Barack Obama better be the unstoppable force. Because his economic plan targets some immovable objects.
I know, I know: Yes we can. Dare to Hope. Don’t succumb to business as usual. Etc. Okay, maybe Obama really will change things that haven’t changed in decades.
But for now, all he’s offering are verbal assurances that this time, things will be different. Many of his predecessors promised the same thing. They were wrong. I’m glad Obama is aiming high, but by doing so, he’s also setting extraordinary expectations – and raising the odds he’ll disappoint. Here are some of the goals, as Obama stated them in his recent speech on economic priorities, that will be hardest to reach:
“We will double the production of alternative energy in the next three years.” Sounds great - unless this means that the government will subsidize dubious forms of energy that’d don’t have a natural place in our economy, which is what it’s been doing for years. Federal subsidies for ethanol have led to a substantial boost in production of this fuel made from corn and other plant matter – even though it’s less efficient than gasoline, costs more in real terms, and tends to raise the price of foodstuffs derived from corn. Many scientists consider ethanol subsidies to be a boondoggle driven by farm-state legislators bringing home the bacon for their constituents. Obama advocates other kinds of alternative fuels, in addition to ethanol, but one lesson of ethanol is that just because it’s “alternative,” that doesn’t mean it’s useful.
“We will make the immediate investments necessary to ensure that within five years, all of America’s medical records are computerized.” This is a worthwhile goal, but computerizing medical records is a marginal step compared to what’s needed to really fix our healthcare system. The reason this has emerged as a priority is it’s one of the few things that all the powerful interest groups with a stake in healthcare reform – insurers, corporations that pay the insurance premiums, doctors, hospitals, the pharmaceutical industry – generally agree on. None of them are really threatened by digital record-keeping, so it’s safe as a political goal.
But the issues that matter most – like slashing costs, expanding coverage, and getting more bang for the healthcare buck – do threaten many of the powerful interest groups in Washington. That’s why real healthcare reform will be a political bloodbath that will last years. And why Obama may not take it up till his second term.
[See 5 risky assumptions for 2009.]
“We’ll put people to work repairing crumbling roads, bridges, and schools by eliminating the backlog of well-planned, worthy and needed infrastructure projects.” But there will be no pork in the stimulus package, right?

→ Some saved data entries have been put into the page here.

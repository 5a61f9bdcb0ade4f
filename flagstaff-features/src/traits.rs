//! Capability interface for reactive bindings
//!
//! UI adapters are written against [`ObservableFlags`] rather than the
//! concrete store, so they can only read, propose writes, validate and
//! observe. Resolution stays inside the store.

use crate::state::FlagState;
use crate::store::{FeatureFlags, Subscription};
use crate::value::FlagValue;

/// What a reactive adapter may do with a flag store.
pub trait ObservableFlags: Send + Sync {
    /// Current value of a flag.
    fn get(&self, flag: &str) -> Option<FlagValue>;

    /// Propose a write; `true` if it was committed.
    fn set(&self, flag: &str, value: FlagValue) -> bool;

    /// Whether `value` is a declared option of `flag`.
    fn is_valid(&self, flag: &str, value: &FlagValue) -> bool;

    fn subscribe(&self, subscription: Subscription);

    fn unsubscribe(&self, subscription: &Subscription);

    /// Owned copy of the live values.
    fn snapshot(&self) -> FlagState;

    /// Values as resolved at construction.
    fn initial_snapshot(&self) -> FlagState;

    /// Declared flag names.
    fn flags(&self) -> Vec<String>;
}

impl ObservableFlags for FeatureFlags {
    fn get(&self, flag: &str) -> Option<FlagValue> {
        FeatureFlags::get(self, flag)
    }

    fn set(&self, flag: &str, value: FlagValue) -> bool {
        FeatureFlags::set(self, flag, value)
    }

    fn is_valid(&self, flag: &str, value: &FlagValue) -> bool {
        FeatureFlags::is_valid(self, flag, value)
    }

    fn subscribe(&self, subscription: Subscription) {
        FeatureFlags::subscribe(self, subscription)
    }

    fn unsubscribe(&self, subscription: &Subscription) {
        FeatureFlags::unsubscribe(self, subscription)
    }

    fn snapshot(&self) -> FlagState {
        self.store()
    }

    fn initial_snapshot(&self) -> FlagState {
        self.initial_store().clone()
    }

    fn flags(&self) -> Vec<String> {
        self.schema().flags().map(String::from).collect()
    }
}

Obama has made a determined point about how his stimulus plan will be the first spending bill in modern history that’s not festooned with home-district projects for lawmakers. Yet infrastructure projects, almost by definition, are pork. There’s nothing wrong with including them in a stimulus plan. But it’s disingenuous to insist that billions for road and bridge projects doesn’t constitute pork.
“We’ll also do more to retrofit America for a global economy. That means updating the way we get our electricity by starting to build a new smart grid that will save us money [and] protect our power sources from blackout or attack.” Very necessary. And one of the most expensive and disruptive projects imaginable. Modernizing America’s power grid could easily cost upwards of $1 trillion. It’s a laudable goal – but so expensive that it would require huge cuts elsewhere, or strenuous tax increases on virtually everybody – which don’t seem to be in the plan.

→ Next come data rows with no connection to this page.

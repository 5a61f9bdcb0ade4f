//! Integration tests for common Flagstaff workflows.
//!
//! These tests verify that the most common use cases work correctly.

use flagstaff::prelude::*;
use std::sync::{Arc, Mutex};
use tokio_test::{assert_err, assert_ok};

fn options() -> FeatureFlagOptions {
    FeatureFlagOptions::new(
        Schema::new()
            .with_flag("devTools", FlagDefinition::boolean())
            .with_flag(
                "migrateDatabase",
                FlagDefinition::boolean().with_readonly(true),
            )
            .with_flag("max", FlagDefinition::new([2, 4])),
    )
    .with_defaults(
        FlagDefaults::new()
            .with_environment(
                "dev",
                [
                    ("devTools", FlagValue::from(true)),
                    ("migrateDatabase", FlagValue::from(true)),
                    ("max", FlagValue::from(4)),
                ],
            )
            .with_environment("preview", [("devTools", true)]),
    )
}

// =============================================================================
// Environment Tests
// =============================================================================

#[test]
fn test_one_options_bundle_many_environments() {
    let dev = assert_ok!(FeatureFlags::new(options().with_environment("dev")));
    let preview = assert_ok!(FeatureFlags::new(options().with_environment("preview")));
    let prod = assert_ok!(FeatureFlags::new(options().with_environment("prod")));

    assert_eq!(dev.get("max"), Some(FlagValue::from(4)));
    assert_eq!(dev.get("migrateDatabase"), Some(FlagValue::from(true)));
    assert_eq!(preview.get("devTools"), Some(FlagValue::from(true)));
    assert_eq!(preview.get("max"), Some(FlagValue::from(2)));
    assert_eq!(prod.store(), *prod.initial_store());
    assert_eq!(prod.get("devTools"), Some(FlagValue::from(false)));
}

#[test]
fn test_defaults_require_environment() {
    let err = assert_err!(FeatureFlags::new(options()));
    assert_eq!(err, FeatureFlagError::MissingEnvironment);
}

// =============================================================================
// Runtime Tests
// =============================================================================

#[test]
fn test_override_beats_defaults_until_manual_write() {
    let flags = assert_ok!(FeatureFlags::new(
        options()
            .with_environment("dev")
            .with_overrides(overrides(|flag| match flag {
                "max" => Some(2.into()),
                "devTools" => Some("on".into()),
                _ => None,
            })),
    ));

    assert_eq!(flags.get("max"), Some(FlagValue::from(2)));
    assert_eq!(flags.get("devTools"), Some(FlagValue::from(true)));

    assert!(flags.set("max", 4));
    assert_eq!(flags.get("max"), Some(FlagValue::from(4)));
    assert_eq!(flags.initial_store()["max"], FlagValue::from(2));
}

#[test]
fn test_subscribers_see_every_commit() {
    let log = Arc::new(Mutex::new(Vec::new()));
    let sink = log.clone();
    let flags = assert_ok!(FeatureFlags::new(
        options()
            .with_environment("prod")
            .with_subscription(subscription(move |flag, value| {
                sink.lock().unwrap().push(format!("{flag}={value}"));
            })),
    ));

    assert!(flags.set("devTools", true));
    assert!(flags.set("devTools", true));
    assert!(!flags.set("migrateDatabase", true));
    assert!(!flags.set("max", 3));
    assert!(flags.set("max", 4));

    assert_eq!(
        *log.lock().unwrap(),
        vec!["devTools=true", "devTools=true", "max=4"]
    );
}

#[test]
fn test_trait_object_workflow() {
    let flags: Arc<dyn ObservableFlags> =
        Arc::new(assert_ok!(FeatureFlags::new(options().with_environment("prod"))));

    assert_eq!(flags.flags(), vec!["devTools", "max", "migrateDatabase"]);
    assert!(flags.is_valid("max", &FlagValue::from(4)));
    assert!(flags.set("max", FlagValue::from(4)));
    assert_eq!(flags.initial_snapshot()["max"], FlagValue::from(2));
}

// =============================================================================
// Adapter Tests
// =============================================================================

#[cfg(feature = "config")]
#[test]
fn test_builder_from_toml_file() {
    use std::io::Write;

    let mut file = tempfile::Builder::new().suffix(".toml").tempfile().unwrap();
    file.write_all(
        br#"
[schema.devTools]
options = [false, true]

[defaults.dev]
devTools = true
"#,
    )
    .unwrap();

    let flags = assert_ok!(
        FeatureFlagsBuilder::new()
            .add_file(file.path())
            .with_environment("dev")
            .build()
    );
    assert_eq!(flags.get("devTools"), Some(FlagValue::from(true)));
}

#[cfg(feature = "react")]
#[test]
fn test_provider_snapshots() {
    let provider = assert_ok!(FeatureFlagProvider::from_options(
        options().with_environment("prod")
    ));
    let (_, handle) = provider.use_feature_flags();
    assert_eq!(handle.set_state([("max", 4)]), 1);
    assert_eq!(provider.get_snapshot()["max"], FlagValue::from(4));
    assert_eq!(provider.get_server_snapshot()["max"], FlagValue::from(2));
}

#[cfg(feature = "vue")]
#[test]
fn test_scope_tracks_store() {
    let flags = assert_ok!(FeatureFlags::new(options().with_environment("prod")));
    let factory = FeatureFlagsHookFactory::new(flags.clone());
    let scope = factory.setup();

    flags.set("devTools", true);
    assert_eq!(scope.state().value()["devTools"], FlagValue::from(true));
}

“…It means expanding broadband lines across America.” Another smart priority. Even though America incubates some of the world’s best technology, we rank only 15th in broadband penetration rates, which measure how many homes have high-speed Internet connections. South Korea, Luxembourg, and most Scandinavian countries rank higher, which means more citizens have access to a key tool for future innovation. Part of the reason is that in the most-wired countries, the government subsidizes and sometimes even bears full responsibility for running cable to homes or building wireless portals. Here, it’s up to consumers to order high-speed Internet from Verizon or Comcast or some other provider. After all the bailouts, is Obama really going to offer a subsidy to telecom companies doing just fine on their own?
[See 9 upsides of recession.]
“We will launch an unprecedented effort to eliminate unwise and unnecessary spending.” Please do! For reference, see the National Partnership for Reinventing Government (1993), the Packard Commission (1986), the Grace Commission (1982), the Hoover Commission (1947), and the Brownlow Commission (1937). Maybe this time, it will be different.